See Jeff Atwood's article for a good overview of parameterized queries.

Answer 4

SQL injection is a high security risk for most websites that allow users to squirt parameters into a statement that gets executed on a database.

A simple example would be:

Input field "Name: ___

"SELECT * FROM tblCustomer WHERE Name = '" + nameInputField + "'"

So if I type in "Bob" we have

"SELECT * FROM tblCustomer WHERE Name = 'Bob'"

But if I type in "'; DROP TABLE tblCustomer", we end up with the rather more sinister

"SELECT * FROM tblCustomer WHERE Name = ''; DROP TABLE tblCustomer"

There are lots of ways to avoid these problems, and many are built into whatever language you are using - so rather than think of all the dodgy possibilities ";", "--", "/*" etc, try and use something that already exists.

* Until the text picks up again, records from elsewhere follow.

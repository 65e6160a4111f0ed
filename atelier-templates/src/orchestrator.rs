use std::sync::Arc;

use atelier_catalog::product::keys;
use atelier_catalog::{PricingTier, ProvisioningRecord};
use atelier_core::{ContentGenerator, ContentRequest, Metadata, ProductProvisioner};
use chrono::{DateTime, Utc};
use tracing::{info, warn};

use crate::models::{Template, TemplateBatch};
use crate::price_sheet::PriceSheets;
use crate::TemplateError;

const SYSTEM_PROMPT: &str =
    "You are a business template generator creating actionable, profitable business models.";

const SECTIONS: [&str; 10] = [
    "Business model overview",
    "Revenue streams (3-5 specific methods)",
    "Target market analysis",
    "Operational workflow (step-by-step)",
    "Technology stack requirements",
    "Financial projections (6-month)",
    "Marketing strategy",
    "Risk assessment",
    "Success metrics",
    "Implementation timeline",
];

/// Generates templates through the content backend and lists them for sale
pub struct TemplateOrchestrator {
    content: Arc<dyn ContentGenerator>,
    sheets: PriceSheets,
}

impl TemplateOrchestrator {
    pub fn new(content: Arc<dyn ContentGenerator>, sheets: PriceSheets) -> Self {
        Self { content, sheets }
    }

    pub fn price_sheets(&self) -> &PriceSheets {
        &self.sheets
    }

    /// Completion request for one template of `category`
    pub fn prompt_for(category: &str) -> ContentRequest {
        let sections: Vec<String> = SECTIONS
            .iter()
            .enumerate()
            .map(|(i, section)| format!("{}. {}", i + 1, section))
            .collect();

        ContentRequest {
            system: SYSTEM_PROMPT.to_string(),
            prompt: format!(
                "Generate a comprehensive business template for category: {}\n\nInclude:\n{}\n\nMake it actionable and monetizable. Format as structured JSON.",
                category,
                sections.join("\n"),
            ),
        }
    }

    /// Generate `count` templates one after another
    pub async fn generate_batch(&self, category: &str, count: usize) -> Result<TemplateBatch, TemplateError> {
        self.generate_batch_at(category, count, Utc::now()).await
    }

    /// Same as [`generate_batch`](Self::generate_batch) with an explicit clock
    pub async fn generate_batch_at(
        &self,
        category: &str,
        count: usize,
        now: DateTime<Utc>,
    ) -> Result<TemplateBatch, TemplateError> {
        let category = category.trim();
        if category.is_empty() {
            return Err(TemplateError::InvalidCategory);
        }
        if count == 0 {
            return Err(TemplateError::InvalidCount);
        }

        info!(category, count, "Generating template batch");

        let request = Self::prompt_for(category);
        let price_sheet = self.sheets.for_category(category);
        let mut batch = TemplateBatch {
            category: category.to_string(),
            templates: Vec::with_capacity(count),
            failures: Vec::new(),
        };

        for index in 0..count {
            match self.content.complete(&request).await {
                Ok(content) => batch.templates.push(Template {
                    id: Template::make_id(category, index, now),
                    category: category.to_string(),
                    index,
                    generated_at: now,
                    content,
                    price_sheet,
                }),
                Err(source) => {
                    warn!(category, index, error = %source, "Template generation failed");
                    batch.failures.push(TemplateError::Content { index, source });
                }
            }
        }

        info!(
            category,
            generated = batch.generated(),
            failed = batch.failures.len(),
            "Template batch finished"
        );
        Ok(batch)
    }

    /// List a template as an individual product at its sheet price
    pub async fn publish(
        &self,
        template: &Template,
        provisioner: &dyn ProductProvisioner,
    ) -> Result<ProvisioningRecord, TemplateError> {
        let tier = PricingTier::Individual;
        let amount = template.price_sheet.individual;

        let mut metadata = Metadata::new();
        metadata.insert("template_id".to_string(), template.id.clone());
        metadata.insert(keys::CATEGORY.to_string(), template.category.clone());
        metadata.insert(keys::TIER.to_string(), tier.to_string());
        metadata.insert(keys::NAME.to_string(), format!("Business Template {}", template.id));
        metadata.insert(keys::CURRENCY.to_string(), self.sheets.currency.clone());

        let ids = provisioner.create(&metadata, amount).await?;
        info!(template_id = %template.id, product_id = %ids.external_product_id, "Template published");

        Ok(ProvisioningRecord {
            external_product_id: ids.external_product_id,
            external_price_id: ids.external_price_id,
            tier,
            amount,
            metadata,
        })
    }
}

#[cfg(test)]
mod tests {
    use super::*;
    use async_trait::async_trait;
    use atelier_core::{CoreError, ExternalIds, ProvisionerError};
    use chrono::TimeZone;
    use rust_decimal::Decimal;
    use std::sync::atomic::{AtomicUsize, Ordering};

    /// Returns numbered content, failing on the listed call numbers
    struct ScriptedContent {
        calls: AtomicUsize,
        fail_calls: Vec<usize>,
    }

    #[async_trait]
    impl ContentGenerator for ScriptedContent {
        async fn complete(&self, request: &ContentRequest) -> Result<String, CoreError> {
            let call = self.calls.fetch_add(1, Ordering::SeqCst);
            assert!(request.prompt.contains("10. Implementation timeline"));
            if self.fail_calls.contains(&call) {
                return Err(CoreError::Unavailable("rate limited".into()));
            }
            Ok(format!("{{\"draft\": {}}}", call))
        }
    }

    struct EchoProvisioner;

    #[async_trait]
    impl ProductProvisioner for EchoProvisioner {
        async fn create(&self, metadata: &Metadata, _amount: Decimal) -> Result<ExternalIds, ProvisionerError> {
            let id = metadata.get("template_id").cloned().unwrap_or_default();
            Ok(ExternalIds {
                external_product_id: format!("prod_{}", id),
                external_price_id: format!("price_{}", id),
            })
        }
    }

    fn orchestrator(fail_calls: Vec<usize>) -> TemplateOrchestrator {
        let content = ScriptedContent {
            calls: AtomicUsize::new(0),
            fail_calls,
        };
        TemplateOrchestrator::new(Arc::new(content), PriceSheets::default())
    }

    #[tokio::test]
    async fn test_generate_batch() {
        let at = Utc.with_ymd_and_hms(2026, 10, 19, 8, 30, 0).unwrap();
        let batch = orchestrator(Vec::new()).generate_batch_at("fintech", 3, at).await.unwrap();

        assert_eq!(batch.generated(), 3);
        assert!(batch.failures.is_empty());
        assert_eq!(batch.templates[2].id, "fintech_2_20261019");
        assert_eq!(batch.templates[0].price_sheet.individual, Decimal::from(49));
        assert_eq!(batch.templates[1].content, "{\"draft\": 1}");
    }

    #[tokio::test]
    async fn test_failed_generation_is_reported_per_index() {
        let at = Utc.with_ymd_and_hms(2026, 10, 19, 8, 30, 0).unwrap();
        let batch = orchestrator(vec![1]).generate_batch_at("saas", 3, at).await.unwrap();

        assert_eq!(batch.generated(), 2);
        assert_eq!(batch.failures.len(), 1);
        assert!(matches!(batch.failures[0], TemplateError::Content { index: 1, .. }));
        let indices: Vec<usize> = batch.templates.iter().map(|t| t.index).collect();
        assert_eq!(indices, vec![0, 2]);
    }

    #[tokio::test]
    async fn test_rejects_bad_input() {
        let orchestrator = orchestrator(Vec::new());

        assert!(matches!(orchestrator.generate_batch("  ", 2).await, Err(TemplateError::InvalidCategory)));
        assert!(matches!(orchestrator.generate_batch("saas", 0).await, Err(TemplateError::InvalidCount)));
    }

    #[tokio::test]
    async fn test_publish_uses_individual_price() {
        let at = Utc.with_ymd_and_hms(2026, 10, 19, 8, 30, 0).unwrap();
        let orchestrator = orchestrator(Vec::new());
        let batch = orchestrator.generate_batch_at("consulting", 1, at).await.unwrap();

        let record = orchestrator.publish(&batch.templates[0], &EchoProvisioner).await.unwrap();

        assert_eq!(record.amount, Decimal::from(59));
        assert_eq!(record.tier, PricingTier::Individual);
        assert_eq!(record.external_product_id, "prod_consulting_0_20261019");
        assert_eq!(record.metadata.get("category").map(String::as_str), Some("consulting"));
    }
}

Shout out what language you're using and I'm sure we can tell you how to avoid these attacks.

Answer 5

The proper way to avoid SQL Injection attacks is not so simply disallow certain problamatic characters, but rather to use paramaterized SQL. You can find some good articles on the subject of paramaterized SQL here:

http://www.codinghorror.com/blog/archives/000275.html

http://www.codeproject.com/KB/database/ParameterizingAdHocSQL.aspx

Now that you mentioned that you are working with ASP.net I can give you some links that deal specifically with SQL Injection in ASP.

http://en.csharp-online.net/ASP.NET_Security_Hacks%E2%80%94Avoiding_SQL_Injection http://www.codeproject.com/KB/aspnet/SQL_Injection_.aspx?msg=3209511

Here is a more general article on making your ASP more secure: http://www.codeproject.com/KB/web-security/Securing_ASP_NET_Apps.aspx

And, of course the MSDN article on SQL injection: http://msdn.microsoft.com/en-us/library/ms998271.aspx

Answer 6

It is not dangerous as long as you correctly escape the data when doing INSERT/UPDATE/...

And escaping HTML characters is NOT a good approach. Imagine you wrote a function that escapes such characters and you have stored some escaped text in the database. Then you notice that your function did not escape '<', so you change the function... now what happens to the records that are already in the database? - Their '<' characters will stay unescaped. Thus, NEVER escape text before storing it in the database (escape the SQL query, of course). Escaping should happen when the HTML/XML/... page is produced out of the text, that is, after querying the original text from the database!